08 August 2011 16:30:37
Data breaches have been on the rise, and more high-profile organizations have fallen to hackers uncovering sensitive information. Exposed health records have also been on the rise, while more healthcare providers and hospitals are switching to mobile and cloud computing services as a method of cutting costs and meeting meaningful use standards.
Data Center Dynamics recently published an article by Phil Dawson, the managing director of MDS Technologies, assessing why the transition to the cloud does not need to be an overwhelming process. Dawson cites a recent survey of 500 senior IT executives, conducted by Colt, that showed a little less than half of these professionals saw security as the biggest concern in the transition to the cloud.
These cloud security concerns come as no surprise. According to the Identity Theft Resource Center, the healthcare and medical industries have lost more than 3.5 million sensitive records to data breach exposure since January 1 in the U.S. alone. Still, as Healthcare IT News reported earlier this month, 30 percent of healthcare organizations are either using cloud computing or are in the process of making the transition.
Dawson explains that the recent news of the U.K.'s National Health Service transition to the cloud for sensitive patient information has added fuel to the security concerns of the public. Still, Dawson feels that these concerns have been a bit overstated, a symptom that he attributes to the relative lack of understanding of how cloud computing works.
In its essence, cloud computing doesn't necessarily come with a security concern, but, as it is new technology and security processes are constantly changing, the public doesn't have a basis to trust this innovation, Dawson explains.

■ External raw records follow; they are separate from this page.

#![cfg_attr(feature = "fail-on-warnings", deny(warnings))]
#![warn(clippy::all, clippy::pedantic, clippy::nursery, clippy::cargo)]
#![allow(clippy::multiple_crate_versions, clippy::cargo_common_metadata)]

//! Command-line access to the civic feed upstream services.
//!
//! Fetches messages and sources from any enabled upstream, runs them
//! through validation and mapping, and prints the normalized result as
//! JSON.

use chrono::Utc;
use clap::{Parser, Subcommand};
use civic_feed_message::{MappingContext, SourceIndex, map_message, map_messages};
use civic_feed_message_models::{Language, Source};
use civic_feed_upstream::registry::all_services;
use civic_feed_upstream::{MessageQuery, UpstreamClient};
use civic_feed_viewport::{
    MapBounds, MapRegion, bounds_from_region, estimate_zoom, filter_within_bounds,
};
use serde::Serialize;

#[derive(Parser)]
#[command(name = "civic_feed", about = "Civic update feed tool")]
struct Cli {
    #[command(subcommand)]
    command: Commands,
}

#[derive(Subcommand)]
enum Commands {
    /// List all configured upstream services
    Services,
    /// Fetch and normalize the message list of a service
    News {
        /// Service id (e.g., "oboapp", "updates")
        #[arg(long, default_value = "oboapp")]
        service: String,
        /// Viewport as `north,south,east,west`
        #[arg(long, value_parser = parse_bounds, allow_hyphen_values = true)]
        bounds: Option<MapBounds>,
        /// Map zoom level
        #[arg(long)]
        zoom: Option<f64>,
        /// Comma-separated category slugs
        #[arg(long, value_delimiter = ',')]
        categories: Vec<String>,
        /// Display language (`bg` or `en`)
        #[arg(long, default_value = "en")]
        lang: String,
        /// Drop items whose map position is outside `--bounds`
        #[arg(long)]
        clip: bool,
        /// Skip source enrichment
        #[arg(long)]
        no_sources: bool,
    },
    /// Fetch and normalize a single message by id
    Message {
        /// Message id
        id: String,
        /// Service id
        #[arg(long, default_value = "updates")]
        service: String,
        /// Display language (`bg` or `en`)
        #[arg(long, default_value = "en")]
        lang: String,
    },
    /// Fetch the sources list of a service
    Sources {
        /// Service id
        #[arg(long, default_value = "oboapp")]
        service: String,
    },
    /// Convert a map region into bounds and a zoom level
    Viewport {
        /// Center latitude
        #[arg(long, allow_hyphen_values = true)]
        latitude: f64,
        /// Center longitude
        #[arg(long, allow_hyphen_values = true)]
        longitude: f64,
        /// Full latitude span in degrees
        #[arg(long)]
        latitude_delta: f64,
        /// Full longitude span in degrees
        #[arg(long)]
        longitude_delta: f64,
    },
}

#[derive(Serialize)]
struct ViewportOutput {
    bounds: MapBounds,
    zoom: f64,
}

/// Parses `north,south,east,west`.
fn parse_bounds(s: &str) -> Result<MapBounds, String> {
    let parts = s
        .split(',')
        .map(|p| p.trim().parse::<f64>())
        .collect::<Result<Vec<_>, _>>()
        .map_err(|e| format!("invalid bounds '{s}': {e}"))?;

    match parts.as_slice() {
        [north, south, east, west] => Ok(MapBounds::new(*north, *south, *east, *west)),
        _ => Err(format!(
            "expected 4 comma-separated values (north,south,east,west), got {}",
            parts.len()
        )),
    }
}

fn print_json(value: &impl Serialize) -> Result<(), Box<dyn std::error::Error>> {
    println!("{}", serde_json::to_string_pretty(value)?);
    Ok(())
}

/// Fetches the sources for enrichment, continuing without them on failure.
async fn source_index(client: &UpstreamClient) -> SourceIndex {
    match client.fetch_sources().await {
        Ok(sources) => SourceIndex::new(sources),
        Err(e) => {
            log::warn!("Continuing without sources: {e}");
            SourceIndex::default()
        }
    }
}

#[tokio::main]
async fn main() -> Result<(), Box<dyn std::error::Error>> {
    pretty_env_logger::init();
    let cli = Cli::parse();

    match cli.command {
        Commands::Services => {
            println!("{:<12} {:<10} {:<8} BASE URL", "ID", "DIALECT", "ENABLED");
            println!("{}", "-".repeat(60));
            for service in &all_services() {
                println!(
                    "{:<12} {:<10} {:<8} {}",
                    service.id,
                    service.dialect.label(),
                    service.enabled,
                    service.resolved_base_url()
                );
            }
        }
        Commands::News {
            service,
            bounds,
            zoom,
            categories,
            lang,
            clip,
            no_sources,
        } => {
            let client = UpstreamClient::for_service(&service)?;
            let query = MessageQuery {
                bounds,
                zoom,
                categories,
            };

            let messages = client.fetch_messages(&query).await?;
            let sources = if no_sources {
                SourceIndex::default()
            } else {
                source_index(&client).await
            };

            let ctx = MappingContext::new(client.dialect(), Language::from_tag(&lang), Utc::now())
                .with_sources(&sources);
            let mut items = map_messages(&messages, &ctx);

            if clip && let Some(bounds) = &bounds {
                items = filter_within_bounds(items, bounds);
            }

            log::info!("{} news items", items.len());
            print_json(&items)?;
        }
        Commands::Message { id, service, lang } => {
            let client = UpstreamClient::for_service(&service)?;
            let message = client.fetch_message(&id).await?;
            let sources = source_index(&client).await;

            let ctx = MappingContext::new(client.dialect(), Language::from_tag(&lang), Utc::now())
                .with_sources(&sources);
            print_json(&map_message(&message, &ctx))?;
        }
        Commands::Sources { service } => {
            let client = UpstreamClient::for_service(&service)?;
            let sources: Vec<Source> = client.fetch_sources().await?;
            print_json(&sources)?;
        }
        Commands::Viewport {
            latitude,
            longitude,
            latitude_delta,
            longitude_delta,
        } => {
            let region = MapRegion {
                latitude,
                longitude,
                latitude_delta,
                longitude_delta,
            };
            print_json(&ViewportOutput {
                bounds: bounds_from_region(&region),
                zoom: estimate_zoom(&region),
            })?;
        }
    }

    Ok(())
}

"When [businesses] understand that data is stored remotely in the cloud and is managed by a specialist company with a highly skilled team of IT professionals, it is actually far more secure than their typical office IT set-up," stated Rob Lovell, chief executive of a major IT service provider. Dawson believes that, through proper management and education on the IT end, businesses do not have more to fear with cloud security than their traditional IT processes.
Dawson comes to the conclusion that cloud computing brings a variety of benefits, especially with regard to cost efficiency and availability of data. The security concerns, Dawson explains, shouldn't impede businesses, governments or healthcare professionals from taking advantage of these new technologies. With proper and flexible security measures, the cloud can be just as safe, if not safer, than traditional methods.